Internationale Soziale Arbeit hat das Ziel, Menschen aus unterschiedlichen Ländern und Kulturkreisen zusammenzubringen und ihre individuellen Verwirklichungschancen zu stärken. Dieses Anliegen wurde kürzlich am FHNW Campus Muttenz in besonderer Weise sichtbar.
Auf Initiative von Dr. Zsolt Temesvary, Dozent an der Hochschule für Soziale Arbeit, besuchten 20 ukrainische Jugendliche, die aufgrund des Krieges ihre Heimat verlassen mussten, gemeinsam mit ihren Begleitpersonen des HEKS (Hilfswerk der Evangelisch-reformierten Kirche Schweiz) die FHNW.
Geflüchteten Jugendlichen wird häufig primär eine Berufsausbildung als Perspektive aufgezeigt. Doch auch ein Hochschulstudium ist für Personen mit S-Visum und Wohnsitz in der Schweiz eine realistische Option. Ziel des Workshops war es daher, den Teilnehmenden konkrete Bildungswege im Hochschulbereich näherzubringen und neue Zukunftsperspektiven zu eröffnen.
Die Veranstaltung wurde in Kooperation von drei Hochschulen der FHNW organisiert: Neben der Hochschule für Soziale Arbeit (HSA) präsentierten auch die Hochschule für Architektur, Bau und Geomatik (HABG) sowie die Hochschule für Life Sciences (HLS) ihre Studienangebote und Forschungsfelder.

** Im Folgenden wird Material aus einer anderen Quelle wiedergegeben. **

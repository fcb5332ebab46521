use chrono::{DateTime, FixedOffset, NaiveDate, TimeZone, Timelike, Utc};
use chrono_tz::America::Chicago;

use sky_tracker::time::*;

macro_rules! assert_approx {
    ($left:expr, $right:expr, $tol:expr) => {
        let (l, r) = ($left as f64, $right as f64);
        assert!(
            (l - r).abs() <= $tol,
            "assert_approx failed: left={}, right={}, diff={}, tol={}",
            l, r, (l - r).abs(), $tol
        );
    };
}

fn utc(y: i32, mo: u32, d: u32, h: u32, mi: u32, s: u32) -> DateTime<Utc> {
    Utc.with_ymd_and_hms(y, mo, d, h, mi, s).unwrap()
}

// ── Julian Date ──

#[test]
fn test_julian_date_j2000_epoch() {
    assert_eq!(julian_date(&utc(2000, 1, 1, 12, 0, 0)), 2451545.0);
    assert_eq!(J2000, 2451545.0);
}

#[test]
fn test_julian_date_known_values() {
    assert_approx!(julian_date(&utc(1987, 1, 27, 0, 0, 0)), 2446822.5, 1e-9);
    assert_approx!(julian_date(&utc(1957, 10, 4, 19, 26, 24)), 2436116.31, 1e-6);
    assert_approx!(julian_date(&utc(1600, 12, 31, 0, 0, 0)), 2305812.5, 1e-9);
    assert_approx!(julian_date(&utc(2000, 1, 1, 0, 0, 0)), 2451544.5, 1e-9);
}

#[test]
fn test_julian_date_sub_second() {
    let base = utc(2024, 5, 5, 6, 0, 0);
    let later = base + chrono::Duration::milliseconds(500);
    assert_approx!(julian_date(&later) - julian_date(&base), 0.5 / 86400.0, 1e-8);
}

#[test]
fn test_julian_centuries() {
    assert_eq!(julian_centuries(J2000), 0.0);
    assert_approx!(julian_centuries(J2000 + 36525.0), 1.0, 1e-15);
}

// ── GMST ──

#[test]
fn test_gmst_at_j2000() {
    assert_approx!(gmst(&utc(2000, 1, 1, 12, 0, 0)).unwrap(), 280.46061837, 1e-9);
}

#[test]
fn test_gmst_known_value() {
    // 1987-04-10 19:21:00 UT: 8h34m57.0896s
    assert_approx!(gmst(&utc(1987, 4, 10, 19, 21, 0)).unwrap(), 128.7378734, 1e-5);
}

#[test]
fn test_gmst_advances_one_sidereal_day() {
    let a = gmst(&utc(2025, 1, 1, 0, 0, 0)).unwrap();
    let b = gmst(&utc(2025, 1, 2, 0, 0, 0)).unwrap();
    let advance = (b - a).rem_euclid(360.0);
    assert_approx!(advance, 0.98564736629, 1e-6);
}

// ── Instant boundary ──

#[test]
fn test_instant_utc_is_unchanged() {
    let t = utc(2025, 3, 20, 12, 0, 0);
    assert_eq!(Instant::from(t).to_utc(), t);
}

#[test]
fn test_instant_fixed_offset_is_converted() {
    let offset = FixedOffset::east_opt(2 * 3600).unwrap();
    let local = offset.with_ymd_and_hms(2025, 3, 20, 14, 0, 0).unwrap();
    assert_eq!(Instant::from(local).to_utc(), utc(2025, 3, 20, 12, 0, 0));
}

#[test]
fn test_instant_unspecified_is_read_as_utc() {
    let naive = NaiveDate::from_ymd_opt(2025, 3, 20)
        .unwrap()
        .and_hms_opt(12, 0, 0)
        .unwrap();
    assert_eq!(Instant::from(naive).to_utc(), utc(2025, 3, 20, 12, 0, 0));
}

#[test]
fn test_instant_from_named_zone() {
    // Central Daylight Time is UTC-5 on 2026-03-21.
    let dt = Chicago.with_ymd_and_hms(2026, 3, 21, 12, 0, 0).unwrap();
    let instant = Instant::from_zoned(&dt);
    assert!(matches!(instant, Instant::Local(_)));
    assert_eq!(instant.to_utc(), utc(2026, 3, 21, 17, 0, 0));
}

#[test]
fn test_resolve_utc_defaults_to_now() {
    let before = Utc::now();
    let resolved = resolve_utc(None);
    let after = Utc::now();
    assert!(before <= resolved && resolved <= after);
}

// ── Calendar helpers ──

#[test]
fn test_utc_at_hours() {
    let date = NaiveDate::from_ymd_opt(2025, 6, 21).unwrap();
    assert_eq!(utc_midnight(date), utc(2025, 6, 21, 0, 0, 0));
    let t = utc_at_hours(date, 6.5);
    assert_eq!((t.hour(), t.minute()), (6, 30));
    assert_eq!(utc_at_hours(date, 24.0), utc(2025, 6, 22, 0, 0, 0));
}
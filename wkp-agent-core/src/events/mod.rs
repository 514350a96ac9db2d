//! Event types for the telemetry pipeline.
//!
//! # Event Flow
//!
//! 1. An `Informer` observes object changes and hands them to its `Notifier`
//! 2. The `Notifier` enqueues a `ChangeEvent` on the watcher's `WorkQueue`
//! 3. `Watcher` workers drain the queue into a `ChangeHandler`
//! 4. Handlers and `Poller`s publish `EventEnvelope`s through an `EventSender`
//!
//! Watchers and pollers share nothing but the sender; each owns its queue
//! or schedule.

pub mod types;

pub use types::{ChangeEvent, ChangeType, ItemId};
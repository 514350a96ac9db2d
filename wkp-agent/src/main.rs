//! wkp-agent
//!
//! An in-cluster agent forwarding Kubernetes events and periodic cluster
//! snapshots to a remote collector.

mod config;
mod server;
mod shutdown;
mod state;

use clap::Parser;
use config::{CliOverrides, ConfigLoader, get_agent_token};
use k8s_openapi::api::core::v1::Event;
use kube::Api;
use server::{build_router, run_server};
use shutdown::ShutdownSignals;
use state::AppState;
use std::net::SocketAddr;
use std::path::PathBuf;
use std::sync::Arc;
use tokio::sync::watch;
use tokio::task::JoinSet;
use tracing_subscriber::{EnvFilter, layer::SubscriberExt, util::SubscriberInitExt};
use url::Url;
use wkp_agent_core::collectors::{ClusterInfoCollector, FluxInfoCollector};
use wkp_agent_core::informer::KubeInformer;
use wkp_agent_core::processors::{EventNotifier, EventSender, Poller, Watcher};
use wkp_agent_core::transport::HttpTransport;

/// wkp-agent - Kubernetes telemetry forwarder
#[derive(Parser, Debug)]
#[command(name = "wkp-agent")]
#[command(version, about, long_about = None)]
struct Args {
    /// Path to the configuration file
    #[arg(short, long, default_value = "./wkp-agent.toml")]
    config: PathBuf,

    /// Override the collector endpoint
    #[arg(long, env = "WKP_AGENT_COLLECTOR_URL")]
    collector_url: Option<Url>,

    /// Override the health endpoint listen address (e.g., 0.0.0.0:8080)
    #[arg(long)]
    health_listen: Option<SocketAddr>,

    /// Emit logs as JSON lines
    #[arg(long, default_value = "false")]
    log_json: bool,
}

#[tokio::main]
async fn main() -> anyhow::Result<()> {
    let args = Args::parse();
    init_tracing(args.log_json);

    tracing::info!("Starting wkp-agent v{}", env!("CARGO_PKG_VERSION"));

    let config_loader = ConfigLoader::new(
        &args.config,
        CliOverrides {
            collector_url: args.collector_url,
            health_listen: args.health_listen,
        },
    );
    let config = config_loader.load().map_err(|e| {
        tracing::error!("Failed to load configuration: {}", e);
        e
    })?;
    tracing::info!("Configuration loaded from {:?}", args.config);

    let token = get_agent_token().map_err(|e| {
        tracing::error!("{}", e);
        e
    })?;

    let client = kube::Client::try_default().await.map_err(|e| {
        tracing::error!("Failed to create Kubernetes client: {}", e);
        e
    })?;

    let transport = HttpTransport::new(&config.transport)?;
    let sender = EventSender::new(config.source.clone(), Arc::new(transport));
    tracing::info!(collector = %config.transport.url, "Sending events to collector");

    let (shutdown_tx, shutdown_rx) = watch::channel(false);
    let shutdown_tx = Arc::new(shutdown_tx);
    ShutdownSignals::install()?.forward_to(Arc::clone(&shutdown_tx));

    let mut tasks = JoinSet::new();
    let mut poller_stats = Vec::new();

    if let Some(watcher_config) = config.events_watcher {
        let informer = KubeInformer::new(Api::<Event>::all(client.clone()));
        let watcher = Watcher::new(informer, EventNotifier::new(token.clone(), sender.clone()))
            .with_cache_sync_timeout(watcher_config.cache_sync_timeout)
            .with_max_retries(watcher_config.max_retries);
        let shutdown_rx = shutdown_rx.clone();
        tasks.spawn(async move {
            if let Err(e) = watcher
                .run("events", watcher_config.workers, shutdown_rx)
                .await
            {
                tracing::error!(error = %e, "Events watcher stopped");
            }
        });
    }

    if let Some(poller_config) = config.cluster_info {
        let collector = ClusterInfoCollector::new(token.clone(), client.clone());
        let poller = Poller::new(poller_config, collector, sender.clone());
        poller_stats.push((poller.name().to_string(), poller.stats()));
        tasks.spawn(poller.run(shutdown_rx.clone()));
    }

    if let Some(poller_config) = config.flux_info {
        let collector = FluxInfoCollector::new(token.clone(), client.clone());
        let poller = Poller::new(poller_config, collector, sender.clone());
        poller_stats.push((poller.name().to_string(), poller.stats()));
        tasks.spawn(poller.run(shutdown_rx.clone()));
    }

    let router = build_router(AppState::new(poller_stats));
    let result = run_server(router, config.health_listen, shutdown_rx).await;
    if let Err(e) = &result {
        tracing::error!("Health server failed: {}", e);
    }

    // Stop every component, whether the server exited on a signal or failed.
    let _ = shutdown_tx.send(true);
    while let Some(joined) = tasks.join_next().await {
        if let Err(e) = joined {
            tracing::error!("Component task failed: {}", e);
        }
    }
    tracing::info!("wkp-agent shutdown complete");

    result.map_err(Into::into)
}

/// Initialize the tracing subscriber with environment-based filtering.
fn init_tracing(json: bool) {
    let filter = EnvFilter::try_from_default_env()
        .unwrap_or_else(|_| EnvFilter::new("info,kube=warn,hyper=warn"));

    let registry = tracing_subscriber::registry().with(filter);
    if json {
        registry.with(tracing_subscriber::fmt::layer().json()).init();
    } else {
        registry.with(tracing_subscriber::fmt::layer()).init();
    }
}
//! Signal handling for graceful shutdown.

use std::sync::Arc;
use tokio::signal::unix::{Signal, SignalKind, signal};
use tokio::sync::watch;

/// Installed SIGTERM and SIGINT handlers.
pub struct ShutdownSignals {
    sigterm: Signal,
    sigint: Signal,
}

impl ShutdownSignals {
    pub fn install() -> std::io::Result<Self> {
        Ok(Self {
            sigterm: signal(SignalKind::terminate())?,
            sigint: signal(SignalKind::interrupt())?,
        })
    }

    /// Completes when a shutdown signal is received.
    pub async fn recv(&mut self) {
        tokio::select! {
            _ = self.sigterm.recv() => {
                tracing::info!("Received SIGTERM, initiating graceful shutdown");
            }
            _ = self.sigint.recv() => {
                tracing::info!("Received SIGINT, initiating graceful shutdown");
            }
        }
    }

    /// Flip `shutdown_tx` once a shutdown signal arrives.
    pub fn forward_to(mut self, shutdown_tx: Arc<watch::Sender<bool>>) {
        tokio::spawn(async move {
            self.recv().await;
            let _ = shutdown_tx.send(true);
        });
    }
}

Dr. Beate Weickgenannt stellte die Ausbildungsmöglichkeiten an der HABG vor, während Dr. Markus Oelhafen die Studiengänge Medizintechnik und Medizininformatik präsentierte.
Für die Hochschule für Soziale Arbeit gab Silvan Surber Einblicke in das Projekt «Integral», das als Vorstudium insbesondere Menschen mit Flucht- oder Migrationserfahrung den Zugang zu einem Studium erleichtert. Ergänzend berichtete Dr. Petro Mozolevskyi über seine Erfahrungen im internationalen Solidarity Research Network.
Beim anschliessenden Apéro nutzten die Jugendlichen die Gelegenheit, Fragen zu stellen, persönliche Gespräche mit Dozierenden zu führen und den Campus Muttenz näher kennenzulernen.